Scientists are discovering potential life-saving medicines from an unlikely source: the venom of creatures like snakes, spiders and scorpions. Scorpion venom, in particular, contains a peptide that has beneficial effects on the cardiovascular system of rats with high blood pressure. Now, researchers reporting in ACS' Journal of Proteome Research say they know a little more about how that happens.
Scorpion venom is a complex mixture of biologically active molecules, including neurotoxins, vasodilators and antimicrobial compounds, among many others. Although the venom is painful for those unlucky enough to be stung by a scorpion, individual venom compounds, if isolated and administered at the proper dose, could have surprising health benefits.

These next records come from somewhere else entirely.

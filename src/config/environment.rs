//! Konfiguration über Umgebungsvariablen
//!
//! Dieses Modul liest die gesamte Laufzeit-Konfiguration aus der Umgebung.
//! Es gibt keinen modulweiten Singleton: die Konfiguration wird einmal in
//! `main` aufgebaut und über den AppState in alle Komponenten injiziert.

use std::env;

/// Render-Backend für die PDF-Erzeugung
#[derive(Debug, Clone, PartialEq, Eq)]
pub enum RenderBackendKind {
    /// Eingebauter Renderer (lopdf)
    Native,
    /// Externer Headless-Browser-Dienst (HTML → PDF)
    Browserless,
}

/// Umgebungs-Konfiguration
#[derive(Debug, Clone)]
pub struct EnvironmentConfig {
    pub environment: String,
    pub port: u16,
    pub host: String,
    pub jwt_secret: String,
    pub jwt_expiration: u64,
    pub cors_origins: Vec<String>,

    // Object Storage (Fotos, Unterschriften, gerenderte PDFs)
    pub storage_url: String,
    pub storage_bucket: String,
    pub storage_api_key: String,

    // Externe Dienste
    pub browserless_url: Option<String>,
    pub webhook_url: String,
    pub render_backend: RenderBackendKind,

    // Vermieter-Stammdaten für den Vertrag
    pub landlord_name: String,
    pub landlord_address: String,
    pub bank_account_holder: String,
    pub bank_name: String,
    pub bank_iban: String,
    pub bank_bic: String,
}

impl Default for EnvironmentConfig {
    fn default() -> Self {
        Self {
            environment: env::var("ENVIRONMENT").unwrap_or_else(|_| "development".to_string()),
            port: env::var("PORT")
                .unwrap_or_else(|_| "3000".to_string())
                .parse()
                .expect("PORT must be a valid number"),
            host: env::var("HOST").unwrap_or_else(|_| "0.0.0.0".to_string()),
            jwt_secret: env::var("JWT_SECRET").expect("JWT_SECRET must be set"),
            jwt_expiration: env::var("JWT_EXPIRATION")
                .unwrap_or_else(|_| "86400".to_string())
                .parse()
                .expect("JWT_EXPIRATION must be a valid number"),
            cors_origins: env::var("CORS_ORIGINS")
                .unwrap_or_default()
                .split(',')
                .filter(|s| !s.trim().is_empty())
                .map(|s| s.trim().to_string())
                .collect(),
            storage_url: env::var("STORAGE_URL").expect("STORAGE_URL must be set"),
            storage_bucket: env::var("STORAGE_BUCKET")
                .unwrap_or_else(|_| "rental-documents".to_string()),
            storage_api_key: env::var("STORAGE_API_KEY").expect("STORAGE_API_KEY must be set"),
            browserless_url: env::var("BROWSERLESS_URL").ok(),
            webhook_url: env::var("NOTIFY_WEBHOOK_URL").expect("NOTIFY_WEBHOOK_URL must be set"),
            render_backend: match env::var("RENDER_BACKEND").as_deref() {
                Ok("browserless") => RenderBackendKind::Browserless,
                _ => RenderBackendKind::Native,
            },
            landlord_name: env::var("LANDLORD_NAME")
                .unwrap_or_else(|_| "WoMo Verleih GbR".to_string()),
            landlord_address: env::var("LANDLORD_ADDRESS")
                .unwrap_or_else(|_| "Musterstrasse 1, 97070 Würzburg".to_string()),
            bank_account_holder: env::var("BANK_ACCOUNT_HOLDER")
                .unwrap_or_else(|_| "WoMo Verleih GbR".to_string()),
            bank_name: env::var("BANK_NAME").unwrap_or_else(|_| "Commerzbank".to_string()),
            bank_iban: env::var("BANK_IBAN")
                .unwrap_or_else(|_| "DE89370400440532013000".to_string()),
            bank_bic: env::var("BANK_BIC").unwrap_or_else(|_| "COBADEFFXXX".to_string()),
        }
    }
}

impl EnvironmentConfig {
    /// Prüfen, ob wir im Entwicklungsmodus laufen
    pub fn is_development(&self) -> bool {
        self.environment == "development"
    }

    /// Prüfen, ob wir im Produktionsmodus laufen
    pub fn is_production(&self) -> bool {
        self.environment == "production"
    }

    /// Server-Adresse
    pub fn server_url(&self) -> String {
        format!("{}:{}", self.host, self.port)
    }
}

One promising compound is the tripeptide KPP (Lys-Pro-Pro), which is a piece of a larger scorpion toxin. KPP was shown to cause blood vessels to dilate and blood pressure to decline in hypertensive rats. Thiago Verano-Braga, Adriano Pimenta and colleagues wanted to find out what exactly KPP does to heart muscle cells. The answer could explain the peptide's beneficial effects.

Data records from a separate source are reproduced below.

//! Modell für Buchungen
//!
//! Eine Buchung verbindet Kunde, Fahrzeug und Mietzeitraum. Sie wird vom
//! Personal oder einer externen Buchungsquelle angelegt; nach Abschluss
//! sind nur noch Statuswechsel erlaubt.

use chrono::{DateTime, NaiveDate, Utc};
use rust_decimal::Decimal;
use serde::{Deserialize, Serialize};
use sqlx::FromRow;
use uuid::Uuid;

/// Status der Buchung - bildet das ENUM booking_status ab
#[derive(Debug, Clone, Copy, PartialEq, Eq, Serialize, Deserialize)]
#[serde(rename_all = "lowercase")]
pub enum BookingStatus {
    Draft,
    Confirmed,
    Active,
    Completed,
    Cancelled,
}

impl BookingStatus {
    pub fn as_str(&self) -> &'static str {
        match self {
            BookingStatus::Draft => "draft",
            BookingStatus::Confirmed => "confirmed",
            BookingStatus::Active => "active",
            BookingStatus::Completed => "completed",
            BookingStatus::Cancelled => "cancelled",
        }
    }

    pub fn parse(value: &str) -> Option<Self> {
        match value {
            "draft" => Some(BookingStatus::Draft),
            "confirmed" => Some(BookingStatus::Confirmed),
            "active" => Some(BookingStatus::Active),
            "completed" => Some(BookingStatus::Completed),
            "cancelled" => Some(BookingStatus::Cancelled),
            _ => None,
        }
    }
}

/// Buchung - bildet die Tabelle bookings ab
#[derive(Debug, Clone, Serialize, Deserialize, FromRow)]
pub struct Booking {
    pub id: Uuid,
    pub booking_number: String,
    pub customer_name: String,
    pub customer_email: String,
    pub customer_phone: Option<String>,
    pub customer_address: Option<String>,
    pub customer_id_number: Option<String>,
    pub customer_drivers_license: Option<String>,
    pub vehicle_id: Option<Uuid>,
    pub start_date: NaiveDate,
    pub end_date: NaiveDate,
    pub daily_rate: Option<Decimal>,
    pub service_fee: Option<Decimal>,
    pub deposit_amount: Option<Decimal>,
    pub unlimited_km_option: bool,
    pub additional_drivers: Option<Vec<String>>,
    /// Gebuchte Extras als `[{"key": "...", "quantity": n}]`
    pub extras: Option<serde_json::Value>,
    pub status: String,
    pub created_at: DateTime<Utc>,
}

The researchers treated mouse cardiac muscle cells in a petri dish with KPP and measured the levels of proteins expressed by the cells at different times using mass spectrometry. They found that KPP regulated proteins associated with cell death, energy production, muscle contraction and protein turnover.
In addition, the scorpion peptide triggered the phosphorylation of a mouse protein called AKT, which activated it and another protein involved in the production of nitric oxide, a vasodilator. KPP treatment, however, caused dephosphorylation of a protein called phospholamban, leading to reduced contraction of cardiac muscle cells.
Both AKT and phospholamban are already known to protect cardiac tissue from injuries caused by lack of oxygen. These results suggest that KPP should be further investigated as a drug lead for heart attacks and other cardiovascular problems, the researchers say.
Goméz-Mendoza, D.P., et al. (2020) Moving Pieces in a Cellular Puzzle: A Cryptic Peptide from the Scorpion Toxin Ts14 Activates AKT and ERK Signaling and Decreases Cardiac Myocyte Contractility via Dephosphorylation of Phospholamban. Journal of Proteome Research. doi.org/10.1021/acs.jproteome.0c00290.